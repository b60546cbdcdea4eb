use std::sync::LazyLock;

use chrono::NaiveDate;
use regex::Regex;

const MONTH_NAMES: &str = r"jan(?:uary)?|feb(?:ruary)?|mar(?:ch)?|apr(?:il)?|may|june?|july?|aug(?:ust)?|sep(?:t(?:ember)?)?|oct(?:ober)?|nov(?:ember)?|dec(?:ember)?";

/// Any supported date form, without capture groups, for embedding in
/// larger patterns: ISO `yyyy-mm-dd`, numeric `d/m/y` (`/`, `-` or `.`), and
/// `d Month y` with optional ordinal suffix.
pub(crate) static DATE_BODY: LazyLock<String> = LazyLock::new(|| {
    format!(
        r"(?:\d{{4}}-\d{{1,2}}-\d{{1,2}}|\d{{1,2}}[/.\-]\d{{1,2}}[/.\-](?:\d{{4}}|\d{{2}})|\d{{1,2}}(?:st|nd|rd|th)?[\s\-]+(?:{MONTH_NAMES})\.?,?[\s\-]+(?:\d{{4}}|\d{{2}}))"
    )
});

/// Unlabelled date anywhere in the text.
pub(crate) static DATE: LazyLock<Regex> =
    LazyLock::new(|| Regex::new(&format!(r"(?i)\b{}\b", *DATE_BODY)).unwrap());

static ISO_FORM: LazyLock<Regex> =
    LazyLock::new(|| Regex::new(r"^(\d{4})-(\d{1,2})-(\d{1,2})$").unwrap());

static NUMERIC_FORM: LazyLock<Regex> = LazyLock::new(|| {
    Regex::new(r"^(\d{1,2})[/.\-](\d{1,2})[/.\-](\d{4}|\d{2})$").unwrap()
});

static NAMED_FORM: LazyLock<Regex> = LazyLock::new(|| {
    Regex::new(r"(?i)^(\d{1,2})(?:st|nd|rd|th)?[\s\-]+([a-z]+)\.?,?[\s\-]+(\d{4}|\d{2})$")
        .unwrap()
});

/// Keyword-anchored date rules for the procedure date, tried in order.
static PROCEDURE_DATE_RULES: LazyLock<Vec<Regex>> = LazyLock::new(|| {
    [
        r"date\s+of\s+(?:surgery|operation|procedure)",
        r"(?:operation|procedure|surgery|surgical)\s+date",
        r"start\s+case",
        r"date\s+of\s+admission|admission\s+date|admission|admitted(?:\s+on)?",
    ]
    .iter()
    .map(|label| labelled_date_pattern(label))
    .collect()
});

/// Build a pattern capturing the date that follows `label`.
pub(crate) fn labelled_date_pattern(label: &str) -> Regex {
    Regex::new(&format!(
        r"(?i)\b(?:{label})\s*(?:on|:|-|=)?\s*({})\b",
        *DATE_BODY
    ))
    .unwrap()
}

/// First date captured by the rules, in rule order, that normalizes.
/// A rule whose match does not normalize falls through to the next rule.
pub(crate) fn first_labelled_date(text: &str, rules: &[Regex]) -> Option<NaiveDate> {
    rules.iter().find_map(|rule| {
        rule.captures(text)
            .and_then(|caps| caps.get(1))
            .and_then(|m| normalize_date(m.as_str()))
    })
}

/// Procedure date: keyword-anchored dates first, then the first date
/// anywhere in the text.
pub fn extract_procedure_date(text: &str) -> Option<NaiveDate> {
    if let Some(date) = first_labelled_date(text, &PROCEDURE_DATE_RULES) {
        return Some(date);
    }
    DATE.find(text).and_then(|m| normalize_date(m.as_str()))
}

/// Parse one matched date string into a calendar date.
///
/// Accepts ISO, numeric day/month/year and day-monthname-year. Two-digit
/// years pivot at 50 (`49` → 2049, `50` → 1950). Returns `None` for anything
/// unparseable or not on the calendar.
pub fn normalize_date(raw: &str) -> Option<NaiveDate> {
    let trimmed = raw.trim();

    if let Some(caps) = ISO_FORM.captures(trimmed) {
        return NaiveDate::from_ymd_opt(
            caps[1].parse().ok()?,
            caps[2].parse().ok()?,
            caps[3].parse().ok()?,
        );
    }

    if let Some(caps) = NUMERIC_FORM.captures(trimmed) {
        let day: u32 = caps[1].parse().ok()?;
        let month: u32 = caps[2].parse().ok()?;
        let year = expand_year(&caps[3])?;
        return NaiveDate::from_ymd_opt(year, month, day);
    }

    if let Some(caps) = NAMED_FORM.captures(trimmed) {
        let day: u32 = caps[1].parse().ok()?;
        let month = month_from_name(&caps[2])?;
        let year = expand_year(&caps[3])?;
        return NaiveDate::from_ymd_opt(year, month, day);
    }

    None
}

fn expand_year(raw: &str) -> Option<i32> {
    let year: i32 = raw.parse().ok()?;
    match raw.len() {
        2 if year < 50 => Some(2000 + year),
        2 => Some(1900 + year),
        4 => Some(year),
        _ => None,
    }
}

/// Month number from a full or abbreviated English month name.
fn month_from_name(name: &str) -> Option<u32> {
    const MONTHS: [&str; 12] = [
        "january", "february", "march", "april", "may", "june", "july", "august",
        "september", "october", "november", "december",
    ];
    let lower = name.to_ascii_lowercase();
    if lower.len() < 3 {
        return None;
    }
    MONTHS
        .iter()
        .position(|full| full.starts_with(lower.as_str()))
        .map(|idx| idx as u32 + 1)
}

#[cfg(test)]
mod tests {
    use super::*;

    fn ymd(y: i32, m: u32, d: u32) -> NaiveDate {
        NaiveDate::from_ymd_opt(y, m, d).unwrap()
    }

    #[test]
    fn normalizes_numeric_day_first() {
        assert_eq!(normalize_date("01/12/2025"), Some(ymd(2025, 12, 1)));
        assert_eq!(normalize_date("1-2-2024"), Some(ymd(2024, 2, 1)));
        assert_eq!(normalize_date("15.03.2026"), Some(ymd(2026, 3, 15)));
    }

    #[test]
    fn two_digit_year_pivot() {
        assert_eq!(normalize_date("14/03/26"), Some(ymd(2026, 3, 14)));
        assert_eq!(normalize_date("14/03/49"), Some(ymd(2049, 3, 14)));
        assert_eq!(normalize_date("14/03/50"), Some(ymd(1950, 3, 14)));
        assert_eq!(normalize_date("14/03/99"), Some(ymd(1999, 3, 14)));
    }

    #[test]
    fn normalizes_month_names() {
        assert_eq!(normalize_date("15 March 2026"), Some(ymd(2026, 3, 15)));
        assert_eq!(normalize_date("1st Jan 2025"), Some(ymd(2025, 1, 1)));
        assert_eq!(normalize_date("3-Sept-24"), Some(ymd(2024, 9, 3)));
        assert_eq!(normalize_date("22nd dec. 2025"), Some(ymd(2025, 12, 22)));
    }

    #[test]
    fn normalizes_iso() {
        assert_eq!(normalize_date("2026-03-15"), Some(ymd(2026, 3, 15)));
    }

    #[test]
    fn invalid_calendar_dates_are_absent() {
        assert_eq!(normalize_date("31/02/2026"), None);
        assert_eq!(normalize_date("12/13/2026"), None);
        assert_eq!(normalize_date("00/01/2026"), None);
        assert_eq!(normalize_date("15 Smarch 2026"), None);
    }

    #[test]
    fn garbage_is_absent() {
        assert_eq!(normalize_date(""), None);
        assert_eq!(normalize_date("yesterday"), None);
        assert_eq!(normalize_date("99999999999/1/2020"), None);
    }

    #[test]
    fn labelled_date_beats_earlier_unlabelled_date() {
        let text = "DOB 02/02/1960\nDate of surgery: 14/03/2026";
        assert_eq!(extract_procedure_date(text), Some(ymd(2026, 3, 14)));
    }

    #[test]
    fn label_order_is_respected() {
        let text = "Admission: 10/03/2026\nStart case 12/03/2026 08:30";
        assert_eq!(extract_procedure_date(text), Some(ymd(2026, 3, 12)));
    }

    #[test]
    fn admission_label_is_used() {
        let text = "Discharge Summary\nDHB\nAdmission: 01/12/2025\nDiagnosis: Cellulitis";
        assert_eq!(extract_procedure_date(text), Some(ymd(2025, 12, 1)));
    }

    #[test]
    fn falls_back_to_first_unlabelled_date() {
        assert_eq!(
            extract_procedure_date("XYZ1234 patient seen 15 March 2026"),
            Some(ymd(2026, 3, 15))
        );
    }

    #[test]
    fn invalid_labelled_date_falls_through() {
        let text = "Date of surgery: 31/02/2026\nAdmitted on 27/02/2026";
        assert_eq!(extract_procedure_date(text), Some(ymd(2026, 2, 27)));
    }

    #[test]
    fn unparseable_first_date_yields_absence() {
        assert_eq!(extract_procedure_date("seen 31/02/2026"), None);
    }

    #[test]
    fn no_date_is_absent() {
        assert_eq!(extract_procedure_date("no dates here"), None);
        assert_eq!(extract_procedure_date(""), None);
    }
}
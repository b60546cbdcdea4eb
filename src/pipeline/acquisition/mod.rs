//! Text acquisition: images → raw text through a single shared OCR worker.

pub mod ocr;
pub mod sanitize;
pub mod types;
pub mod worker;

pub use ocr::*;
pub use sanitize::*;
pub use types::*;
pub use worker::*;

use std::path::PathBuf;

use thiserror::Error;

/// Separator placed between the text of consecutive images.
pub const PAGE_SEPARATOR: &str = "\n\n---\n\n";

/// Failures of the OCR backend. Cloneable so one construction failure can be
/// delivered to every caller waiting on it.
#[derive(Error, Debug, Clone, PartialEq, Eq)]
pub enum AcquisitionError {
    #[error("OCR engine initialization failed: {0}")]
    EngineInit(String),

    #[error("Tessdata not found at: {0}")]
    TessdataNotFound(PathBuf),

    #[error("OCR processing failed: {0}")]
    OcrProcessing(String),

    #[error("OCR worker unavailable: {0}")]
    WorkerUnavailable(String),

    #[error("No images supplied for text acquisition")]
    NoImages,
}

◆ ◆ ◆ ◆ ◆ ◆ ◆

**INSTRUCTIONS FOR THE TASK:** Only the lines above from the one with "return None;" up to and including the one with "fn ymd(y: i32, m: u32, d: u32)" should be repeated, exactly as written.

**ANSWER TO THIS TASK:**
        return None;
    }
    MONTHS
        .iter()
        .position(|full| full.starts_with(lower.as_str()))
        .map(|idx| idx as u32 + 1)
}

#[cfg(test)]
mod tests {
    use super::*;

    fn ymd(y: i32, m: u32, d: u32) -> NaiveDate {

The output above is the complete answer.